◆ To do ◆
The records below need to be copied in full. Match them exactly.

::::::

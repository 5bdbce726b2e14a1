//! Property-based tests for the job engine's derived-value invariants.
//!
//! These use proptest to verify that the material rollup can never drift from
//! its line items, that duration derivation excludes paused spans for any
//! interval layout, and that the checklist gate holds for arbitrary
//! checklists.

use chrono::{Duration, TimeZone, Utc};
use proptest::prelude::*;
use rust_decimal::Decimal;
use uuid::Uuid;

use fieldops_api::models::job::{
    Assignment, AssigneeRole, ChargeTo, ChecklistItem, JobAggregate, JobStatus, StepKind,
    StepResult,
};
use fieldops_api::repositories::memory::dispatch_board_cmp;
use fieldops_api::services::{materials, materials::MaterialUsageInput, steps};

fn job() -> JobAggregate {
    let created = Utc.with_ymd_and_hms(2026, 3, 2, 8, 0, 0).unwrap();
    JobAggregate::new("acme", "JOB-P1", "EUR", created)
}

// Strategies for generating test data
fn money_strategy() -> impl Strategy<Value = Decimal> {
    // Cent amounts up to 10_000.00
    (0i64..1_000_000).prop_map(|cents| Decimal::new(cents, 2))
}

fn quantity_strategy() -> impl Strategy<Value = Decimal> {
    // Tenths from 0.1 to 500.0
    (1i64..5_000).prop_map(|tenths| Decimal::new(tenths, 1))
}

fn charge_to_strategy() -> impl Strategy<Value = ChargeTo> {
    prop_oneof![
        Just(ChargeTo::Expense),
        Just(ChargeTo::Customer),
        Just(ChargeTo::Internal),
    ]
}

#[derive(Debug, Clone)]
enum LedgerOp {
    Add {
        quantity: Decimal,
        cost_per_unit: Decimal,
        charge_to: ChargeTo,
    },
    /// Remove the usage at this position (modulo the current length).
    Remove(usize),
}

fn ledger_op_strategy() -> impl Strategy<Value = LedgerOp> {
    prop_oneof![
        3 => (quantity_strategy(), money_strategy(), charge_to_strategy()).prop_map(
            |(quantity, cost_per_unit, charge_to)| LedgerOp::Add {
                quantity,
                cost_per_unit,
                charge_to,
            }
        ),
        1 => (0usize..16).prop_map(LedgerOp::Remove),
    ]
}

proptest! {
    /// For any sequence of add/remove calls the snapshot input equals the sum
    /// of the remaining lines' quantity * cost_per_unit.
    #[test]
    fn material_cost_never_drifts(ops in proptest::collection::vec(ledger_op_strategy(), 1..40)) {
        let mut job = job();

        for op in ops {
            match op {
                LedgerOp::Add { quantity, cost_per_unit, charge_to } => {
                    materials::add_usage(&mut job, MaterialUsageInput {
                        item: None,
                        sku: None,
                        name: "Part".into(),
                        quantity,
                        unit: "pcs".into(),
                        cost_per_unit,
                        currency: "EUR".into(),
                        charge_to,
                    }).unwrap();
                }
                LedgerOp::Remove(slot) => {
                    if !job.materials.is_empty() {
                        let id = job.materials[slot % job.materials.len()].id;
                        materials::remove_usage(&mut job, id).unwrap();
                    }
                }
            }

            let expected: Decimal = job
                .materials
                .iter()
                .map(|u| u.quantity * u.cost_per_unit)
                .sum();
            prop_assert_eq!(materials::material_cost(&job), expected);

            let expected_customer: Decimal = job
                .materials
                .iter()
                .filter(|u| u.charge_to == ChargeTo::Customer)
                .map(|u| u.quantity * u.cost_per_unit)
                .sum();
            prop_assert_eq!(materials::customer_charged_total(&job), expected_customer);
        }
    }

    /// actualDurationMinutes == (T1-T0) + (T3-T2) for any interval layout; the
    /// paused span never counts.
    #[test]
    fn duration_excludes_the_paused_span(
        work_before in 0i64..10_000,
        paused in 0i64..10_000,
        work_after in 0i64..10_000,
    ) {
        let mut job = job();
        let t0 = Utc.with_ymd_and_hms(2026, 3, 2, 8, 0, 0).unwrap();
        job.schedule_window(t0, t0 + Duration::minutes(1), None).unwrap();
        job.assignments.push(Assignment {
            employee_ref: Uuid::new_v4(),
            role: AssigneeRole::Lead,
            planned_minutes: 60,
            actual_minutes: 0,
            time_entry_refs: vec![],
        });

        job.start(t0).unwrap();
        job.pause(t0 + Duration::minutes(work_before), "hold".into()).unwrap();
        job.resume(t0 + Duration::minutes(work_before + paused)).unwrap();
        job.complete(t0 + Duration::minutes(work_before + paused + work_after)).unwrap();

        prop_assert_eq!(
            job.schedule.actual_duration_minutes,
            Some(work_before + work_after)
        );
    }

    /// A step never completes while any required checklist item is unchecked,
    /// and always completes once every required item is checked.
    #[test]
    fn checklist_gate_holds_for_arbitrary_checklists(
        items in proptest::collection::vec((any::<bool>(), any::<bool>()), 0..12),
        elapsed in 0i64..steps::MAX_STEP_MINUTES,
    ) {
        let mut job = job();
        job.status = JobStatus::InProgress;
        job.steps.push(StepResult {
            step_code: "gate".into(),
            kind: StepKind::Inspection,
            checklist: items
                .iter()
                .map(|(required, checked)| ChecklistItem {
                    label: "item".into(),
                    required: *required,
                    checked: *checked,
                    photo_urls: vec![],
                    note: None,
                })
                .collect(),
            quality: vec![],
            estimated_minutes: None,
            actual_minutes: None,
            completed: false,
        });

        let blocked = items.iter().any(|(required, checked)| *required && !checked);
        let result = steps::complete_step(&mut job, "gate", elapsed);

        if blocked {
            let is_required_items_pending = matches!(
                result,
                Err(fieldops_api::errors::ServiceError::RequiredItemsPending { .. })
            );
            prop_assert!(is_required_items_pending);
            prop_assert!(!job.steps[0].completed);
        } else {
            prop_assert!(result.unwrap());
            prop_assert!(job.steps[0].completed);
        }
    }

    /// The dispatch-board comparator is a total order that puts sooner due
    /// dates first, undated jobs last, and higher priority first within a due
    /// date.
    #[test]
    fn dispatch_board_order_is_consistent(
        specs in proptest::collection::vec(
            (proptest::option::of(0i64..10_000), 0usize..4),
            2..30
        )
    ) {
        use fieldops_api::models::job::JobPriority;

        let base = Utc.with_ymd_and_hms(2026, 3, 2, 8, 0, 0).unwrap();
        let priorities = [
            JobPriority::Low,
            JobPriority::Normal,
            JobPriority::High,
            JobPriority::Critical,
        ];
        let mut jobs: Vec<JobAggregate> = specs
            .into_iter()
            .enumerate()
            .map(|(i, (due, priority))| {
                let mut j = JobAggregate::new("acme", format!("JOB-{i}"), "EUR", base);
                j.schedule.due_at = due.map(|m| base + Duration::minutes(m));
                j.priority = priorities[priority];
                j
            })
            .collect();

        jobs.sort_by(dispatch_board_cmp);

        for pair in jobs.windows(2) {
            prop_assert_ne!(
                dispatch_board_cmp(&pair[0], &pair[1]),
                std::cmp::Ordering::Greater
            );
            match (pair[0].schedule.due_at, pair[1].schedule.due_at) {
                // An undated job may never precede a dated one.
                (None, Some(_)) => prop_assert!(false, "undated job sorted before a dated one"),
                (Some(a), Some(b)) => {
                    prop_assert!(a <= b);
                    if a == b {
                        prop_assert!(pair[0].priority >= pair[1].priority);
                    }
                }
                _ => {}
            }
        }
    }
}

::::::

◆ Solution for this task ◆
repository 5bdbce726b2e14a1
//! Property-based tests for the job engine's derived-value invariants.
//!
//! These use proptest to verify that the material rollup can never drift from
//! its line items, that duration derivation excludes paused spans for any
//! interval layout, and that the checklist gate holds for arbitrary
//! checklists.

use chrono::{Duration, TimeZone, Utc};
use proptest::prelude::*;
use rust_decimal::Decimal;
use uuid::Uuid;

use fieldops_api::models::job::{
    Assignment, AssigneeRole, ChargeTo, ChecklistItem, JobAggregate, JobStatus, StepKind,
    StepResult,
};
use fieldops_api::repositories::memory::dispatch_board_cmp;
use fieldops_api::services::{materials, materials::MaterialUsageInput, steps};

fn job() -> JobAggregate {
    let created = Utc.with_ymd_and_hms(2026, 3, 2, 8, 0, 0).unwrap();
    JobAggregate::new("acme", "JOB-P1", "EUR", created)
}

// Strategies for generating test data
fn money_strategy() -> impl Strategy<Value = Decimal> {
    // Cent amounts up to 10_000.00
    (0i64..1_000_000).prop_map(|cents| Decimal::new(cents, 2))
}

fn quantity_strategy() -> impl Strategy<Value = Decimal> {
    // Tenths from 0.1 to 500.0
    (1i64..5_000).prop_map(|tenths| Decimal::new(tenths, 1))
}

fn charge_to_strategy() -> impl Strategy<Value = ChargeTo> {
    prop_oneof![
        Just(ChargeTo::Expense),
        Just(ChargeTo::Customer),
        Just(ChargeTo::Internal),
    ]
}

#[derive(Debug, Clone)]
enum LedgerOp {
    Add {
        quantity: Decimal,
        cost_per_unit: Decimal,
        charge_to: ChargeTo,
    },
    /// Remove the usage at this position (modulo the current length).
    Remove(usize),
}

fn ledger_op_strategy() -> impl Strategy<Value = LedgerOp> {
    prop_oneof![
        3 => (quantity_strategy(), money_strategy(), charge_to_strategy()).prop_map(
            |(quantity, cost_per_unit, charge_to)| LedgerOp::Add {
                quantity,
                cost_per_unit,
                charge_to,
            }
        ),
        1 => (0usize..16).prop_map(LedgerOp::Remove),
    ]
}

proptest! {
    /// For any sequence of add/remove calls the snapshot input equals the sum
    /// of the remaining lines' quantity * cost_per_unit.
    #[test]
    fn material_cost_never_drifts(ops in proptest::collection::vec(ledger_op_strategy(), 1..40)) {
        let mut job = job();

        for op in ops {
            match op {
                LedgerOp::Add { quantity, cost_per_unit, charge_to } => {
                    materials::add_usage(&mut job, MaterialUsageInput {
                        item: None,
                        sku: None,
                        name: "Part".into(),
                        quantity,
                        unit: "pcs".into(),
                        cost_per_unit,
                        currency: "EUR".into(),
                        charge_to,
                    }).unwrap();
                }
                LedgerOp::Remove(slot) => {
                    if !job.materials.is_empty() {
                        let id = job.materials[slot % job.materials.len()].id;
                        materials::remove_usage(&mut job, id).unwrap();
                    }
                }
            }

            let expected: Decimal = job
                .materials
                .iter()
                .map(|u| u.quantity * u.cost_per_unit)
                .sum();
            prop_assert_eq!(materials::material_cost(&job), expected);

            let expected_customer: Decimal = job
                .materials
                .iter()
                .filter(|u| u.charge_to == ChargeTo::Customer)
                .map(|u| u.quantity * u.cost_per_unit)
                .sum();
            prop_assert_eq!(materials::customer_charged_total(&job), expected_customer);
        }
    }

    /// actualDurationMinutes == (T1-T0) + (T3-T2) for any interval layout; the
    /// paused span never counts.
    #[test]
    fn duration_excludes_the_paused_span(
        work_before in 0i64..10_000,
        paused in 0i64..10_000,
        work_after in 0i64..10_000,
    ) {
        let mut job = job();
        let t0 = Utc.with_ymd_and_hms(2026, 3, 2, 8, 0, 0).unwrap();
        job.schedule_window(t0, t0 + Duration::minutes(1), None).unwrap();
        job.assignments.push(Assignment {
            employee_ref: Uuid::new_v4(),
            role: AssigneeRole::Lead,
            planned_minutes: 60,
            actual_minutes: 0,
            time_entry_refs: vec![],
        });

        job.start(t0).unwrap();
        job.pause(t0 + Duration::minutes(work_before), "hold".into()).unwrap();
        job.resume(t0 + Duration::minutes(work_before + paused)).unwrap();
        job.complete(t0 + Duration::minutes(work_before + paused + work_after)).unwrap();

        prop_assert_eq!(
            job.schedule.actual_duration_minutes,
            Some(work_before + work_after)
        );
    }

    /// A step never completes while any required checklist item is unchecked,
    /// and always completes once every required item is checked.
    #[test]
    fn checklist_gate_holds_for_arbitrary_checklists(
        items in proptest::collection::vec((any::<bool>(), any::<bool>()), 0..12),
        elapsed in 0i64..steps::MAX_STEP_MINUTES,
    ) {
        let mut job = job();
        job.status = JobStatus::InProgress;
        job.steps.push(StepResult {
            step_code: "gate".into(),
            kind: StepKind::Inspection,
            checklist: items
                .iter()
                .map(|(required, checked)| ChecklistItem {
                    label: "item".into(),
                    required: *required,
                    checked: *checked,
                    photo_urls: vec![],
                    note: None,
                })
                .collect(),
            quality: vec![],
            estimated_minutes: None,
            actual_minutes: None,
            completed: false,
        });

        let blocked = items.iter().any(|(required, checked)| *required && !checked);
        let result = steps::complete_step(&mut job, "gate", elapsed);

        if blocked {
            let is_required_items_pending = matches!(
                result,
                Err(fieldops_api::errors::ServiceError::RequiredItemsPending { .. })
            );
            prop_assert!(is_required_items_pending);
            prop_assert!(!job.steps[0].completed);
        } else {
            prop_assert!(result.unwrap());
            prop_assert!(job.steps[0].completed);
        }
    }

    /// The dispatch-board comparator is a total order that puts sooner due
    /// dates first, undated jobs last, and higher priority first within a due
    /// date.
    #[test]
    fn dispatch_board_order_is_consistent(
        specs in proptest::collection::vec(
            (proptest::option::of(0i64..10_000), 0usize..4),
            2..30
        )
    ) {
        use fieldops_api::models::job::JobPriority;

        let base = Utc.with_ymd_and_hms(2026, 3, 2, 8, 0, 0).unwrap();
        let priorities = [
            JobPriority::Low,
            JobPriority::Normal,
            JobPriority::High,
            JobPriority::Critical,
        ];
        let mut jobs: Vec<JobAggregate> = specs
            .into_iter()
            .enumerate()
            .map(|(i, (due, priority))| {
                let mut j = JobAggregate::new("acme", format!("JOB-{i}"), "EUR", base);
                j.schedule.due_at = due.map(|m| base + Duration::minutes(m));
                j.priority = priorities[priority];
                j
            })
            .collect();

        jobs.sort_by(dispatch_board_cmp);

        for pair in jobs.windows(2) {
            prop_assert_ne!(
                dispatch_board_cmp(&pair[0], &pair[1]),
                std::cmp::Ordering::Greater
            );
            match (pair[0].schedule.due_at, pair[1].schedule.due_at) {
                // An undated job may never precede a dated one.
                (None, Some(_)) => prop_assert!(false, "undated job sorted before a dated one"),
                (Some(a), Some(b)) => {
                    prop_assert!(a <= b);
                    if a == b {
                        prop_assert!(pair[0].priority >= pair[1].priority);
                    }
                }
                _ => {}
            }
        }
    }
}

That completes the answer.